The EVO Max 4T is Autel Robotics' answer to the question "what if you need an enterprise thermal drone and it cannot be a DJI": about 1999 g of takeoff weight, a quad-sensor payload and an airframe built for inspection work in weather that keeps consumer drones on the ground.
The payload is the whole pitch. A 640x512 thermal camera does the diagnostic work — power lines, solar farms, building heat loss, finding a person in a field at night. A 48 MP wide camera documents, a 10x optical zoom reads a serial number from a safe distance, and a laser rangefinder pins the target's coordinates. A-Mesh networking lets several aircraft cooperate on one network, and the roughly 42-minute flight time with strong wind resistance means one battery covers a full inspection mission.

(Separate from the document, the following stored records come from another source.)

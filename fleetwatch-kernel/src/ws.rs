use crate::contracts::Envelope;
use crate::fanout::{BroadcastFanout, ClientId};
use crate::http::AppState;
use axum::extract::ws::{Message, WebSocket, WebSocketUpgrade};
use axum::extract::State;
use axum::response::IntoResponse;
use futures::{SinkExt, StreamExt};
use serde::Deserialize;
use std::sync::Arc;
use std::time::Duration;

/// Inbound client request.
#[derive(Debug, Deserialize)]
#[serde(tag = "action", rename_all = "snake_case")]
enum ClientAction {
    Subscribe { machine_id: String },
    Unsubscribe { machine_id: String },
    Ping,
}

/// GET /ws
pub async fn ws_handler(ws: WebSocketUpgrade, State(app): State<AppState>) -> impl IntoResponse {
    ws.on_upgrade(move |socket| handle_socket(socket, app.fanout, app.client_send_timeout))
}

/// One writer task drains the client's queue into the socket; the current
/// task reads client actions. Either side failing ends the connection.
async fn handle_socket(socket: WebSocket, fanout: Arc<BroadcastFanout>, send_timeout: Duration) {
    let (client_id, mut rx) = fanout.register();
    let (mut sink, mut stream) = socket.split();

    let writer_fanout = fanout.clone();
    let writer = tokio::spawn(async move {
        while let Some(frame) = rx.recv().await {
            let message = Message::Text(frame.to_string().into());
            match tokio::time::timeout(send_timeout, sink.send(message)).await {
                Ok(Ok(())) => writer_fanout.touch(client_id),
                Ok(Err(e)) => {
                    tracing::debug!(client_id, error = %e, "socket write failed");
                    break;
                }
                Err(_) => {
                    tracing::warn!(client_id, timeout_ms = send_timeout.as_millis() as u64, "socket write timed out");
                    break;
                }
            }
        }
        writer_fanout.unregister(client_id);
        let _ = sink.close().await;
    });

    while let Some(result) = stream.next().await {
        match result {
            Ok(Message::Text(text)) => {
                fanout.touch(client_id);
                handle_action(&fanout, client_id, text.as_str());
            }
            Ok(Message::Close(_)) => break,
            Ok(_) => fanout.touch(client_id),
            Err(e) => {
                tracing::debug!(client_id, error = %e, "socket read failed");
                break;
            }
        }
    }

    fanout.unregister(client_id);
    writer.abort();
}

fn handle_action(fanout: &BroadcastFanout, client_id: ClientId, text: &str) {
    match serde_json::from_str::<ClientAction>(text) {
        Ok(ClientAction::Subscribe { machine_id }) => {
            fanout.subscribe(client_id, &machine_id);
        }
        Ok(ClientAction::Unsubscribe { machine_id }) => {
            fanout.unsubscribe(client_id, &machine_id);
        }
        Ok(ClientAction::Ping) => {
            fanout.send_to(client_id, &Envelope::heartbeat(fanout.client_count()));
        }
        Err(e) => tracing::debug!(client_id, error = %e, "ignoring client message"),
    }
}

#[cfg(test)]
mod tests {
    use super::*;
    use crate::fanout::Subscription;

    #[test]
    fn actions_drive_subscriptions() {
        let fanout = BroadcastFanout::new(8);
        let (id, mut rx) = fanout.register();

        handle_action(&fanout, id, r#"{"action":"subscribe","machine_id":"M1"}"#);
        assert!(matches!(fanout.subscription(id), Some(Subscription::Machines(_))));

        handle_action(&fanout, id, r#"{"action":"unsubscribe","machine_id":"M1"}"#);
        assert_eq!(fanout.subscription(id), Some(Subscription::All));

        handle_action(&fanout, id, r#"{"action":"ping"}"#);
        handle_action(&fanout, id, "not json");

        let kinds: Vec<String> = std::iter::from_fn(|| rx.try_recv().ok())
            .map(|f| serde_json::from_str::<serde_json::Value>(&f).unwrap()["type"].as_str().unwrap().to_string())
            .collect();
        assert_eq!(kinds, ["connection", "subscription", "unsubscription", "heartbeat"]);
    }
}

Regulation follows the weight. The V2 version holds an EU C2 class mark — with the nuance that in the C2 configuration the maximum takeoff mass is limited to 1890 g. As a C2-class drone it demands the A1/A3 certificate as a baseline, and with A1/A3 alone it may only fly in subcategory A3 — far from people and at least 150 m from residential, commercial or industrial areas. That rules out most real inspection sites. The realistic path for an EVO Max 4T operator is the additional A2 competence certificate, which unlocks flying 5–30 m from uninvolved people. In Latvia that means a separate in-person exam on top of the online A1/A3 one. Operator registration is mandatory either way — the cameras settle that question.
Who is it for? Inspection professionals, public-safety units, search-and-rescue teams — and, importantly, any organisation whose procurement rules exclude DJI. Against the DJI Mavic 3 Thermal it offers a similar thermal-plus-zoom recipe with A-Mesh and a bigger airframe; against the Matrice 4E it trades mapping accuracy for thermal diagnostics.

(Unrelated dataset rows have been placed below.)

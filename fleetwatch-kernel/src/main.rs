/**
 * FLEETWATCH KERNEL - Main entry point
 *
 * ROLE: Wires config, state store, client fan-out, MQTT ingestion and the
 * HTTP/WebSocket surface together, then serves until Ctrl-C.
 *
 * ARCHITECTURE: MQTT -> bounded ingest queue -> single ingest loop -> store
 * + fan-out; HTTP reads snapshots; background tasks for heartbeat and pruning.
 */

use anyhow::Context;
use fleetwatch_kernel::config::load_config;
use fleetwatch_kernel::contracts::TopicScheme;
use fleetwatch_kernel::fanout::{spawn_heartbeat, BroadcastFanout};
use fleetwatch_kernel::health::HealthTracker;
use fleetwatch_kernel::http::{build_router, AppState};
use fleetwatch_kernel::mqtt::{create_mqtt_client, ingest_queue, spawn_bus_listener, BusPublisher, IngestGateway};
use fleetwatch_kernel::state::{spawn_advisory_pruner, StateStore};
use std::sync::Arc;
use tokio::net::TcpListener;
use tracing_subscriber::EnvFilter;

#[tokio::main]
async fn main() -> anyhow::Result<()> {
    // .env is optional
    dotenvy::dotenv().ok();

    tracing_subscriber::fmt()
        .with_env_filter(
            EnvFilter::try_from_default_env().unwrap_or_else(|_| EnvFilter::new("fleetwatch_kernel=info")),
        )
        .init();

    let cfg = load_config().await;
    tracing::info!(
        broker = %format!("{}:{}", cfg.mqtt.host, cfg.mqtt.port),
        bind = %cfg.http.bind,
        "starting fleetwatch kernel"
    );

    let store = Arc::new(StateStore::with_metadata(cfg.history, cfg.machines.clone()));
    let fanout = Arc::new(BroadcastFanout::new(cfg.fanout.client_queue_capacity));
    let health = HealthTracker::new();
    let scheme = TopicScheme::from_conf(&cfg.mqtt);

    // MQTT: transport task feeds the ingest queue, one loop drains it
    let (client, eventloop) = create_mqtt_client(&cfg.mqtt);
    let (queue_tx, queue_rx) = ingest_queue(cfg.ingest.queue_capacity);
    let publisher: Arc<dyn BusPublisher> = Arc::new(client.clone());
    let gateway = Arc::new(IngestGateway::new(
        store.clone(),
        fanout.clone(),
        health.clone(),
        publisher,
        scheme.clone(),
        cfg.mqtt.publish_timeout(),
    ));

    spawn_bus_listener(eventloop, client, scheme, health.clone(), queue_tx, cfg.mqtt.reconnect_delay());
    let ingest = gateway.clone();
    tokio::spawn(async move { ingest.run(queue_rx).await });

    spawn_heartbeat(fanout.clone(), cfg.fanout.heartbeat_interval(), cfg.fanout.idle_timeout());
    spawn_advisory_pruner(store.clone(), cfg.retention.prune_interval(), cfg.retention.advisory_max_age());

    let app_state = AppState {
        store,
        fanout: fanout.clone(),
        health,
        gateway,
        client_send_timeout: cfg.fanout.send_timeout(),
    };
    let app = build_router(app_state, &cfg.http);

    let listener = TcpListener::bind(&cfg.http.bind)
        .await
        .with_context(|| format!("failed to bind {}", cfg.http.bind))?;
    tracing::info!(addr = %cfg.http.bind, "listening");
    fanout.notify_system("startup", "FleetWatch kernel started", "info");

    let shutdown_fanout = fanout.clone();
    axum::serve(listener, app)
        .with_graceful_shutdown(async move {
            if let Err(e) = tokio::signal::ctrl_c().await {
                tracing::error!(error = %e, "failed to listen for shutdown signal");
                std::future::pending::<()>().await;
            }
            tracing::info!("shutdown requested");
            shutdown_fanout.shutdown_all();
        })
        .await
        .context("http server failed")?;

    tracing::info!("kernel stopped");
    Ok(())
}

The honest caveats: this is emphatically not a hobby drone. The certification path costs time and money, the thermal payload costs as much as several consumer drones, and none of it shows up in holiday footage. If you are preparing for the A1/A3 exam as a private pilot, learn on a C0-class drone — the theory is the same, the stakes are far smaller.
What operators report
Operators and industry reviewers consistently praise the sensor versatility — thermal, zoom and rangefinder in one flight instead of two payload swaps — along with the wind resistance and the A-Mesh link's reliability around structures. The recurring criticisms are the narrower ecosystem compared to DJI (fewer accessories, fewer software integrations), a bulkier airframe that nobody calls portable, and the reminder that the C2 licensing round plus operator registration is a real cost in time before the first paid mission.